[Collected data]

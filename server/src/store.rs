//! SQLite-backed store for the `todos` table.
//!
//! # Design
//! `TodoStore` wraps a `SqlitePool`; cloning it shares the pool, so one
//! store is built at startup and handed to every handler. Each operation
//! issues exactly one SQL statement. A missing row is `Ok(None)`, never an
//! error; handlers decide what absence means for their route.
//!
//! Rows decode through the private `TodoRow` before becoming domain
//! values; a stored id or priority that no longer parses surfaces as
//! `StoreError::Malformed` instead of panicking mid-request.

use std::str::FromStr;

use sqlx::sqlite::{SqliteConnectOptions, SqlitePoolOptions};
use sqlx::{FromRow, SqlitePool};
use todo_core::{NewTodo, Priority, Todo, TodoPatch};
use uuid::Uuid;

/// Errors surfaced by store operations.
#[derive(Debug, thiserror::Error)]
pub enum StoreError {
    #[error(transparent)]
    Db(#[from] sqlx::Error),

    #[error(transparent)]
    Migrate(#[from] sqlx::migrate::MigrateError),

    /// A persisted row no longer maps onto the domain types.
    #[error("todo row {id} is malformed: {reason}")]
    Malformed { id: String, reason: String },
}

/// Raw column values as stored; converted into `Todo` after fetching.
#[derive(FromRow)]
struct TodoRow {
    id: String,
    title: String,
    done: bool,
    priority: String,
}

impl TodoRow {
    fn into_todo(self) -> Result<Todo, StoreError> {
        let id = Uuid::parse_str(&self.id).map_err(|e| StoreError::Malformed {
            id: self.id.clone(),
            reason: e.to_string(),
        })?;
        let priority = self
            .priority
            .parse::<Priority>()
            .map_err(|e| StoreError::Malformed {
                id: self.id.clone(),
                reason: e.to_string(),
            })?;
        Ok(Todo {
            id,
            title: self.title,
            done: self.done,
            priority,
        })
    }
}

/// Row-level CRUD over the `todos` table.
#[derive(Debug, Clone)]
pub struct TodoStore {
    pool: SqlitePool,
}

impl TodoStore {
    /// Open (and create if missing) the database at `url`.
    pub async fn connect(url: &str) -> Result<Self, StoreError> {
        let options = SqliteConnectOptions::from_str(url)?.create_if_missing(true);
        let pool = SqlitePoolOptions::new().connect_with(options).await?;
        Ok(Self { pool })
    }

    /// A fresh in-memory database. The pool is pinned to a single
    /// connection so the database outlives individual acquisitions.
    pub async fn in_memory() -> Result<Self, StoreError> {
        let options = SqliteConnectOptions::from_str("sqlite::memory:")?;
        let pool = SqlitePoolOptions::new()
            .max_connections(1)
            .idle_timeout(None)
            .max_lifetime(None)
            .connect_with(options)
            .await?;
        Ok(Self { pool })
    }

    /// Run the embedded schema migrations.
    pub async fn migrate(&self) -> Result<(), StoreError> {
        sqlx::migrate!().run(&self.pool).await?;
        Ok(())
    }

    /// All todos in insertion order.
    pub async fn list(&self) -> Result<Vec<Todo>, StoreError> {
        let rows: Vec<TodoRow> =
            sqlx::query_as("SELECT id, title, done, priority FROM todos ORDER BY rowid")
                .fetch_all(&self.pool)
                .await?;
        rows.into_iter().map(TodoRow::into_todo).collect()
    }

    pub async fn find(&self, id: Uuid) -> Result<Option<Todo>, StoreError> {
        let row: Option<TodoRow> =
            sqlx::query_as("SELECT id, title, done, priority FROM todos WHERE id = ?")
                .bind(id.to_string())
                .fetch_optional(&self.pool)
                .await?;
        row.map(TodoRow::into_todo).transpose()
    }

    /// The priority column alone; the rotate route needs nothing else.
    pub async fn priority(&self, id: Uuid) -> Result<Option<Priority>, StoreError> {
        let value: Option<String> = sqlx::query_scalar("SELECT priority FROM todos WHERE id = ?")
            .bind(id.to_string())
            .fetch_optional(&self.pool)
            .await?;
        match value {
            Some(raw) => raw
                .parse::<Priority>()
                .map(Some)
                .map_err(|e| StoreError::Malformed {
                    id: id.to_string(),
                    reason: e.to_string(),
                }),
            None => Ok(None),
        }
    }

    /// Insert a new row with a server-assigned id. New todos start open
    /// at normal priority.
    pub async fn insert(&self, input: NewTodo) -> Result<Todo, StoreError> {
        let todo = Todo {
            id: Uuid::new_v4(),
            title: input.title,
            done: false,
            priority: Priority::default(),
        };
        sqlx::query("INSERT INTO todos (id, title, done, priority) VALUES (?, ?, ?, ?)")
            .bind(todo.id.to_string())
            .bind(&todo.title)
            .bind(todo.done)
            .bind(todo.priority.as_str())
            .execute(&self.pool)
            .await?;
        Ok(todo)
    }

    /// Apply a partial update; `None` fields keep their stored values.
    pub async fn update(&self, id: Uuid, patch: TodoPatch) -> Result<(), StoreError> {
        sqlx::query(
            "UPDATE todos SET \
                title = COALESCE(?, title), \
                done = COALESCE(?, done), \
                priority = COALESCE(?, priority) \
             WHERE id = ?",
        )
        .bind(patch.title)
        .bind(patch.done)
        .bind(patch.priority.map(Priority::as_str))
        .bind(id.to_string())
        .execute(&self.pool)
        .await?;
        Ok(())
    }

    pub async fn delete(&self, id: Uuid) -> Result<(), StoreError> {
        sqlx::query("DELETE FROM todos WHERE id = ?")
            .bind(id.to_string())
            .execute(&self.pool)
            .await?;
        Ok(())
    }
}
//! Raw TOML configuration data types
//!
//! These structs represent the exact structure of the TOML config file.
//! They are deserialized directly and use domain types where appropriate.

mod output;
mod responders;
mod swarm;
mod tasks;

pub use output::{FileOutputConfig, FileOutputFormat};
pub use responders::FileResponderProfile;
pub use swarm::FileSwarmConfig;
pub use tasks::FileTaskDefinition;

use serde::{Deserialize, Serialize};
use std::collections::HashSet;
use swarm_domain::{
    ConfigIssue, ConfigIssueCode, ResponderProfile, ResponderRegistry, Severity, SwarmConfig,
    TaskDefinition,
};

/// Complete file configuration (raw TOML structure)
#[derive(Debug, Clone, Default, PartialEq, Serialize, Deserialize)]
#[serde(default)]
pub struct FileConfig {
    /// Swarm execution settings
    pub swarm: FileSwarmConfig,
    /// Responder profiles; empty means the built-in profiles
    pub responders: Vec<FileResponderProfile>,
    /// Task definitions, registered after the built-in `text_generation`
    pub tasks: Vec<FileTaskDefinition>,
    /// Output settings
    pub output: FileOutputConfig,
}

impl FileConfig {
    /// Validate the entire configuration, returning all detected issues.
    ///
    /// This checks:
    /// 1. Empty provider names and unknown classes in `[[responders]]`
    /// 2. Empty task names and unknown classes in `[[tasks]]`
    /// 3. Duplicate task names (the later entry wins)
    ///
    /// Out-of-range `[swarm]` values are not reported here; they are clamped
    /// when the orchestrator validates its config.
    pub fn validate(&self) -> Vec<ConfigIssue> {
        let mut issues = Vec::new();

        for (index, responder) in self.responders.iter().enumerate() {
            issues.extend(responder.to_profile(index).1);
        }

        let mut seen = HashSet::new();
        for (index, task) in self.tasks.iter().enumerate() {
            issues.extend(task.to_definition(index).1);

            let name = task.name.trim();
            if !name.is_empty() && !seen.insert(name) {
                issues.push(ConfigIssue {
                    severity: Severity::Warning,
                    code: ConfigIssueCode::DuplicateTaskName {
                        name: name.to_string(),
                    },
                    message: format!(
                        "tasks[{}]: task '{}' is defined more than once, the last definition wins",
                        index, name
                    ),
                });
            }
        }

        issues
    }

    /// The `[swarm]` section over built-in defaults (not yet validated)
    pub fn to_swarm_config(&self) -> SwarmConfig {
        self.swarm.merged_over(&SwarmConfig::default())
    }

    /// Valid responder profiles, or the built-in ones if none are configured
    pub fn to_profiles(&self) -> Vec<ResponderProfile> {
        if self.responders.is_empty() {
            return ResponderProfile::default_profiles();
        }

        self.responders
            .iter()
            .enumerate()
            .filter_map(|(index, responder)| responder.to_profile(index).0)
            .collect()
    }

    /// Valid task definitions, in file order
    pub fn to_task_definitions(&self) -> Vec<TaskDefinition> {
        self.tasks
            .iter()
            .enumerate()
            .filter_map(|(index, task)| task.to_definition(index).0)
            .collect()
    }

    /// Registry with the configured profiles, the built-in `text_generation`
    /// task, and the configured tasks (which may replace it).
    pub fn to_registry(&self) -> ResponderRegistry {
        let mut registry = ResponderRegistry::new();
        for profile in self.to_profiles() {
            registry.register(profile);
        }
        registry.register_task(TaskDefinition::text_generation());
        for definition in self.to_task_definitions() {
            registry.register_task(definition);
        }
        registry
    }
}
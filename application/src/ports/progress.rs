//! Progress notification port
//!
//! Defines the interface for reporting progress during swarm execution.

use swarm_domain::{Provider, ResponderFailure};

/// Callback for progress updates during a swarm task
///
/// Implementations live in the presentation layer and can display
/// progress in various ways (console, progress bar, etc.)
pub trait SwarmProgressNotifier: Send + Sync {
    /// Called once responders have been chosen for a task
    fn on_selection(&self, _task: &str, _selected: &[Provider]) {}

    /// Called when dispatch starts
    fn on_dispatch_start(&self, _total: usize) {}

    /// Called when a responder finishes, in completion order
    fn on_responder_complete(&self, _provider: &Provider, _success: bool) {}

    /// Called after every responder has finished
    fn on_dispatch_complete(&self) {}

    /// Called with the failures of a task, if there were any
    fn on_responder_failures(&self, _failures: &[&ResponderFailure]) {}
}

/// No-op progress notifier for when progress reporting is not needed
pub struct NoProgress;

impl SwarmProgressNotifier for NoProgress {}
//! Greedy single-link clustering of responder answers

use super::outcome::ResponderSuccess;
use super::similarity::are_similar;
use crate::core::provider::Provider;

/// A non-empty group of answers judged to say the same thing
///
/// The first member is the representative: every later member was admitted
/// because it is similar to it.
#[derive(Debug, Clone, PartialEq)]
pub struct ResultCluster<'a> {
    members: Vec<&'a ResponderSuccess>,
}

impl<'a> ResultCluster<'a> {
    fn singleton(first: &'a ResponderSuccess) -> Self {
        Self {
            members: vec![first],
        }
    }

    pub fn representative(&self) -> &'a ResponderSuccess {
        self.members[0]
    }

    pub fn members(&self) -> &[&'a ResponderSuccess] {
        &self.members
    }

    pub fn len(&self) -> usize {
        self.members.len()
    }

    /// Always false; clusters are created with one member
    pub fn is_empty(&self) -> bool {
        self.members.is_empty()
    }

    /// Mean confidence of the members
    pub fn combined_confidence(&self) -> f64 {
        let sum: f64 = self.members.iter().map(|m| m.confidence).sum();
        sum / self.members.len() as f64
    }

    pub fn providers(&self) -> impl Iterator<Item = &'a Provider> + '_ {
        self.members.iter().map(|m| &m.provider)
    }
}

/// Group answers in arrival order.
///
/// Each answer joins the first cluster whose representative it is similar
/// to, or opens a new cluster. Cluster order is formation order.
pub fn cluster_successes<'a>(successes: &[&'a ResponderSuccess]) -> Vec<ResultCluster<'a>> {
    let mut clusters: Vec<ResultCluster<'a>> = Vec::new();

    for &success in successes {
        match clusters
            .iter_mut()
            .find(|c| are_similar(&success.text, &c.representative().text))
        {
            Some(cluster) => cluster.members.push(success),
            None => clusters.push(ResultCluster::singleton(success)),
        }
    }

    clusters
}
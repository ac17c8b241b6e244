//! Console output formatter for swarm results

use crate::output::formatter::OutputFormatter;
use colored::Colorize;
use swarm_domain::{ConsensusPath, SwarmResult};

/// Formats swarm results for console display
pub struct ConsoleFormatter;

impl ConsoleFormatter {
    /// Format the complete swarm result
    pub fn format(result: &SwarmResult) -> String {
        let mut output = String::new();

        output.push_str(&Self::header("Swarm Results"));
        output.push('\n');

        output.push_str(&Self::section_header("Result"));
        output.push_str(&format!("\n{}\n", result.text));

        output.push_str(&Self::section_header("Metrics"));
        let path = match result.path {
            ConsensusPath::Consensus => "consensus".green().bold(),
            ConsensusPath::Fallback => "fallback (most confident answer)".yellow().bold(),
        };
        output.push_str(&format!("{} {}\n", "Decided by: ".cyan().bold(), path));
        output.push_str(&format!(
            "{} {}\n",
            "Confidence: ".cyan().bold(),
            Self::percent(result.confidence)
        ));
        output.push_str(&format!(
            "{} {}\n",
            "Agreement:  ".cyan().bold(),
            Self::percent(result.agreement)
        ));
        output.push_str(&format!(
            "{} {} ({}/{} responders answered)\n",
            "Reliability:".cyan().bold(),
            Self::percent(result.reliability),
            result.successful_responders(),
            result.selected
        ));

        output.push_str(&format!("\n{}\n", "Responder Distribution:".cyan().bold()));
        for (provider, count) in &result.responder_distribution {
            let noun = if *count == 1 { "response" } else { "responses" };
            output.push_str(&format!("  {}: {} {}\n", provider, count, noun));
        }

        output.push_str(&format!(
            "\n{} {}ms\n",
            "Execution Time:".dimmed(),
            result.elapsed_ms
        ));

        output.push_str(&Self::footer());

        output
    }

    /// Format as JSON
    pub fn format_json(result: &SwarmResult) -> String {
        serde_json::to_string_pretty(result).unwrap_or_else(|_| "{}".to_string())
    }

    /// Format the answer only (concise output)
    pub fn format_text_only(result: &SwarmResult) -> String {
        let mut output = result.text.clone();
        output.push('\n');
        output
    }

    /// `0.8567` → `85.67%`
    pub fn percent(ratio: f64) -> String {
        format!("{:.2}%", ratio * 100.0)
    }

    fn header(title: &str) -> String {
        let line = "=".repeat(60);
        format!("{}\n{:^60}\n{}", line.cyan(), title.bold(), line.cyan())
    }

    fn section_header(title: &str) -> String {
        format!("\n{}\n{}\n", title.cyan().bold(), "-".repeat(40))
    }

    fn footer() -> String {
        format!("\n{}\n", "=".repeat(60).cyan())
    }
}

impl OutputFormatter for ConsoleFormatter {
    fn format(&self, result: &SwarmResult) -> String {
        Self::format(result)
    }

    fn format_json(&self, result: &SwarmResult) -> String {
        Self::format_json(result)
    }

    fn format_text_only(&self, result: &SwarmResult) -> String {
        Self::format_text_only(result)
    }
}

**EXERCISE GOAL**
Every line above that holds "wins" should be copied out.

**RESPONSE BOX**
    /// 3. Duplicate task names (the later entry wins)
                        "tasks[{}]: task '{}' is defined more than once, the last definition wins",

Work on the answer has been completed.